An exact printout of all the entries is required.

★ ★ ★ ★ ★ ★ ★

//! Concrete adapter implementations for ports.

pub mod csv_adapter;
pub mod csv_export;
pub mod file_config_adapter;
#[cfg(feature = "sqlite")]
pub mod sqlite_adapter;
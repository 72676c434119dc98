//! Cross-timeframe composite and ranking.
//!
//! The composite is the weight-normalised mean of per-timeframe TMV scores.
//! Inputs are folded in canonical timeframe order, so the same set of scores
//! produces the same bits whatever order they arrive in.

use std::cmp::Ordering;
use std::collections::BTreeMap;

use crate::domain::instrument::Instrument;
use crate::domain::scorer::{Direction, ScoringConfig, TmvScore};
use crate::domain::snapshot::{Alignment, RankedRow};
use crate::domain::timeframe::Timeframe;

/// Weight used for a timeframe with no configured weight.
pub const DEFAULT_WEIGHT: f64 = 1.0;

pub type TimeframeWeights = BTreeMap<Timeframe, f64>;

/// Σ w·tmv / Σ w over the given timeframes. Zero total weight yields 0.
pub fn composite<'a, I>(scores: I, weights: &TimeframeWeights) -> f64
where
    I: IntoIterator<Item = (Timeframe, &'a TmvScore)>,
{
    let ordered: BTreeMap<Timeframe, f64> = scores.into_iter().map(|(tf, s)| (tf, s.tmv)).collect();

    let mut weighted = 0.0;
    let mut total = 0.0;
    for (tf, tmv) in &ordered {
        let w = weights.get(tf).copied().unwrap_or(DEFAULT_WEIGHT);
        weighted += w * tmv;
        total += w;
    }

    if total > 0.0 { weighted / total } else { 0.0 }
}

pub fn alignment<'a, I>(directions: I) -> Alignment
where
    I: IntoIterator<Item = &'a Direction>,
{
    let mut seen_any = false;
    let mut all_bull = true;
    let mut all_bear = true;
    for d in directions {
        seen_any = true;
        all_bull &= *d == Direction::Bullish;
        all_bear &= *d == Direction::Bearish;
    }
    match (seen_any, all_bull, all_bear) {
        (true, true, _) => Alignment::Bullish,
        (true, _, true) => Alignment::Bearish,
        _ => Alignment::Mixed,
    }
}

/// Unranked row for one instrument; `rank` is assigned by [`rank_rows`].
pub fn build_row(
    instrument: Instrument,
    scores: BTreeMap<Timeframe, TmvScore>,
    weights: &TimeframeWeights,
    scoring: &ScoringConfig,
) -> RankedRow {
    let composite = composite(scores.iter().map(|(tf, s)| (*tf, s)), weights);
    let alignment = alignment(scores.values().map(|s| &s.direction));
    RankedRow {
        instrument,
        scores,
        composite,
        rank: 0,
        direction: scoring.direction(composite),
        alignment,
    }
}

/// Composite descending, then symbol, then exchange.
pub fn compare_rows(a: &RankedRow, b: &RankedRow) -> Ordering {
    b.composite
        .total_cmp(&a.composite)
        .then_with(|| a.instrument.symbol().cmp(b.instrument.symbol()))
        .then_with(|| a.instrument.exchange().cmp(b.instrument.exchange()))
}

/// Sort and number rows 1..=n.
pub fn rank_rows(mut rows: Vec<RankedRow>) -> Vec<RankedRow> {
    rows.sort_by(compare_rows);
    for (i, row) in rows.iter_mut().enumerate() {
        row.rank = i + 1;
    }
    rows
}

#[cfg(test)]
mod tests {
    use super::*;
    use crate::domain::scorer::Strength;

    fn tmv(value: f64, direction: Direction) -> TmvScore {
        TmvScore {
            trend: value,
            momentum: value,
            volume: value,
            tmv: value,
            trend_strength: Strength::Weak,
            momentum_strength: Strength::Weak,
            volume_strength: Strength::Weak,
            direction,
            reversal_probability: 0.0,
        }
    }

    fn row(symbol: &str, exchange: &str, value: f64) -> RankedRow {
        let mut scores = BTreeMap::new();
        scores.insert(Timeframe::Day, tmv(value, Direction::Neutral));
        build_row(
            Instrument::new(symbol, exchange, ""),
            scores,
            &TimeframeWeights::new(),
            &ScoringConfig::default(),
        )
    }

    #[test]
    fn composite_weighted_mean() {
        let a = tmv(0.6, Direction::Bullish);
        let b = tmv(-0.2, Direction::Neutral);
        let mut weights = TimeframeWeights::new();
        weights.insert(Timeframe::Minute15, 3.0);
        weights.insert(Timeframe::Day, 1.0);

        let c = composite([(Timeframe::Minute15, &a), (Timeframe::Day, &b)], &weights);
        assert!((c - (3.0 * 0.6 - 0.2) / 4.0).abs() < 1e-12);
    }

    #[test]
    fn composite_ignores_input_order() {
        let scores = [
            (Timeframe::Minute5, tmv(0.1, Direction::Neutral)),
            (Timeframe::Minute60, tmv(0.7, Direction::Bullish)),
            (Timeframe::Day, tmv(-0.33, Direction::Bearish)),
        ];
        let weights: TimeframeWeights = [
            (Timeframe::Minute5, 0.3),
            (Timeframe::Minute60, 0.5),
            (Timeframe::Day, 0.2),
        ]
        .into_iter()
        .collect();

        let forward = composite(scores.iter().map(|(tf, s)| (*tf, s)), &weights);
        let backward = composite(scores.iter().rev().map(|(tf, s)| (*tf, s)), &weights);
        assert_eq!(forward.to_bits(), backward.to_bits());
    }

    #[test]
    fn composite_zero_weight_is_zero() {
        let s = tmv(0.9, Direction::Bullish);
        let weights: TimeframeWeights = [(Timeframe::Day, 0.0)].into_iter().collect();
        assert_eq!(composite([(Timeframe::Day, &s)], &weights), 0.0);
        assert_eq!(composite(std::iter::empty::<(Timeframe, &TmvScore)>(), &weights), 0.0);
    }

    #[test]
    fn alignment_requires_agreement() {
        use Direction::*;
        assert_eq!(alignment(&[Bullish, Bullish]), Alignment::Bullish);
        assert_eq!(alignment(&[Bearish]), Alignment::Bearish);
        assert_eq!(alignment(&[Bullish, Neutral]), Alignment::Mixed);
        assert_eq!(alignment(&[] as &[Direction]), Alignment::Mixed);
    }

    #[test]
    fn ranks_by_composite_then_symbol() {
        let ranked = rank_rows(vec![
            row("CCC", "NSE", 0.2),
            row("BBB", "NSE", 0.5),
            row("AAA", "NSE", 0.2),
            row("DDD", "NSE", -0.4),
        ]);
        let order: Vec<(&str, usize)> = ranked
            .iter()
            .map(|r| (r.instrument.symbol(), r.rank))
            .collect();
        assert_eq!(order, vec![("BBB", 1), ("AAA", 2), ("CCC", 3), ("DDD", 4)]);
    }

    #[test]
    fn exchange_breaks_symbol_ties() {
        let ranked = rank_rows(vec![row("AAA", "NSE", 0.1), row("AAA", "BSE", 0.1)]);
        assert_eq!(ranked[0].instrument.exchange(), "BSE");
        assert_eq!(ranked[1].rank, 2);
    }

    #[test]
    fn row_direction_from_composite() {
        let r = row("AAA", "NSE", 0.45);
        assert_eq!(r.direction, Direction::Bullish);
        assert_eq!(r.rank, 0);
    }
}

★ ★ ★ ★ ★ ★ ★

• [ANSWER TO THE EXERCISE]:
//! Concrete adapter implementations for ports.

pub mod csv_adapter;
pub mod csv_export;
pub mod file_config_adapter;
#[cfg(feature = "sqlite")]
pub mod sqlite_adapter;
repository 72676c434119dc98
//! Cross-timeframe composite and ranking.
//!
//! The composite is the weight-normalised mean of per-timeframe TMV scores.
//! Inputs are folded in canonical timeframe order, so the same set of scores
//! produces the same bits whatever order they arrive in.

use std::cmp::Ordering;
use std::collections::BTreeMap;

use crate::domain::instrument::Instrument;
use crate::domain::scorer::{Direction, ScoringConfig, TmvScore};
use crate::domain::snapshot::{Alignment, RankedRow};
use crate::domain::timeframe::Timeframe;

/// Weight used for a timeframe with no configured weight.
pub const DEFAULT_WEIGHT: f64 = 1.0;

pub type TimeframeWeights = BTreeMap<Timeframe, f64>;

/// Σ w·tmv / Σ w over the given timeframes. Zero total weight yields 0.
pub fn composite<'a, I>(scores: I, weights: &TimeframeWeights) -> f64
where
    I: IntoIterator<Item = (Timeframe, &'a TmvScore)>,
{
    let ordered: BTreeMap<Timeframe, f64> = scores.into_iter().map(|(tf, s)| (tf, s.tmv)).collect();

    let mut weighted = 0.0;
    let mut total = 0.0;
    for (tf, tmv) in &ordered {
        let w = weights.get(tf).copied().unwrap_or(DEFAULT_WEIGHT);
        weighted += w * tmv;
        total += w;
    }

    if total > 0.0 { weighted / total } else { 0.0 }
}

pub fn alignment<'a, I>(directions: I) -> Alignment
where
    I: IntoIterator<Item = &'a Direction>,
{
    let mut seen_any = false;
    let mut all_bull = true;
    let mut all_bear = true;
    for d in directions {
        seen_any = true;
        all_bull &= *d == Direction::Bullish;
        all_bear &= *d == Direction::Bearish;
    }
    match (seen_any, all_bull, all_bear) {
        (true, true, _) => Alignment::Bullish,
        (true, _, true) => Alignment::Bearish,
        _ => Alignment::Mixed,
    }
}

/// Unranked row for one instrument; `rank` is assigned by [`rank_rows`].
pub fn build_row(
    instrument: Instrument,
    scores: BTreeMap<Timeframe, TmvScore>,
    weights: &TimeframeWeights,
    scoring: &ScoringConfig,
) -> RankedRow {
    let composite = composite(scores.iter().map(|(tf, s)| (*tf, s)), weights);
    let alignment = alignment(scores.values().map(|s| &s.direction));
    RankedRow {
        instrument,
        scores,
        composite,
        rank: 0,
        direction: scoring.direction(composite),
        alignment,
    }
}

/// Composite descending, then symbol, then exchange.
pub fn compare_rows(a: &RankedRow, b: &RankedRow) -> Ordering {
    b.composite
        .total_cmp(&a.composite)
        .then_with(|| a.instrument.symbol().cmp(b.instrument.symbol()))
        .then_with(|| a.instrument.exchange().cmp(b.instrument.exchange()))
}

/// Sort and number rows 1..=n.
pub fn rank_rows(mut rows: Vec<RankedRow>) -> Vec<RankedRow> {
    rows.sort_by(compare_rows);
    for (i, row) in rows.iter_mut().enumerate() {
        row.rank = i + 1;
    }
    rows
}

#[cfg(test)]
mod tests {
    use super::*;
    use crate::domain::scorer::Strength;

    fn tmv(value: f64, direction: Direction) -> TmvScore {
        TmvScore {
            trend: value,
            momentum: value,
            volume: value,
            tmv: value,
            trend_strength: Strength::Weak,
            momentum_strength: Strength::Weak,
            volume_strength: Strength::Weak,
            direction,
            reversal_probability: 0.0,
        }
    }

    fn row(symbol: &str, exchange: &str, value: f64) -> RankedRow {
        let mut scores = BTreeMap::new();
        scores.insert(Timeframe::Day, tmv(value, Direction::Neutral));
        build_row(
            Instrument::new(symbol, exchange, ""),
            scores,
            &TimeframeWeights::new(),
            &ScoringConfig::default(),
        )
    }

    #[test]
    fn composite_weighted_mean() {
        let a = tmv(0.6, Direction::Bullish);
        let b = tmv(-0.2, Direction::Neutral);
        let mut weights = TimeframeWeights::new();
        weights.insert(Timeframe::Minute15, 3.0);
        weights.insert(Timeframe::Day, 1.0);

        let c = composite([(Timeframe::Minute15, &a), (Timeframe::Day, &b)], &weights);
        assert!((c - (3.0 * 0.6 - 0.2) / 4.0).abs() < 1e-12);
    }

    #[test]
    fn composite_ignores_input_order() {
        let scores = [
            (Timeframe::Minute5, tmv(0.1, Direction::Neutral)),
            (Timeframe::Minute60, tmv(0.7, Direction::Bullish)),
            (Timeframe::Day, tmv(-0.33, Direction::Bearish)),
        ];
        let weights: TimeframeWeights = [
            (Timeframe::Minute5, 0.3),
            (Timeframe::Minute60, 0.5),
            (Timeframe::Day, 0.2),
        ]
        .into_iter()
        .collect();

        let forward = composite(scores.iter().map(|(tf, s)| (*tf, s)), &weights);
        let backward = composite(scores.iter().rev().map(|(tf, s)| (*tf, s)), &weights);
        assert_eq!(forward.to_bits(), backward.to_bits());
    }

    #[test]
    fn composite_zero_weight_is_zero() {
        let s = tmv(0.9, Direction::Bullish);
        let weights: TimeframeWeights = [(Timeframe::Day, 0.0)].into_iter().collect();
        assert_eq!(composite([(Timeframe::Day, &s)], &weights), 0.0);
        assert_eq!(composite(std::iter::empty::<(Timeframe, &TmvScore)>(), &weights), 0.0);
    }

    #[test]
    fn alignment_requires_agreement() {
        use Direction::*;
        assert_eq!(alignment(&[Bullish, Bullish]), Alignment::Bullish);
        assert_eq!(alignment(&[Bearish]), Alignment::Bearish);
        assert_eq!(alignment(&[Bullish, Neutral]), Alignment::Mixed);
        assert_eq!(alignment(&[] as &[Direction]), Alignment::Mixed);
    }

    #[test]
    fn ranks_by_composite_then_symbol() {
        let ranked = rank_rows(vec![
            row("CCC", "NSE", 0.2),
            row("BBB", "NSE", 0.5),
            row("AAA", "NSE", 0.2),
            row("DDD", "NSE", -0.4),
        ]);
        let order: Vec<(&str, usize)> = ranked
            .iter()
            .map(|r| (r.instrument.symbol(), r.rank))
            .collect();
        assert_eq!(order, vec![("BBB", 1), ("AAA", 2), ("CCC", 3), ("DDD", 4)]);
    }

    #[test]
    fn exchange_breaks_symbol_ties() {
        let ranked = rank_rows(vec![row("AAA", "NSE", 0.1), row("AAA", "BSE", 0.1)]);
        assert_eq!(ranked[0].instrument.exchange(), "BSE");
        assert_eq!(ranked[1].rank, 2);
    }

    #[test]
    fn row_direction_from_composite() {
        let r = row("AAA", "NSE", 0.45);
        assert_eq!(r.direction, Direction::Bullish);
        assert_eq!(r.rank, 0);
    }
}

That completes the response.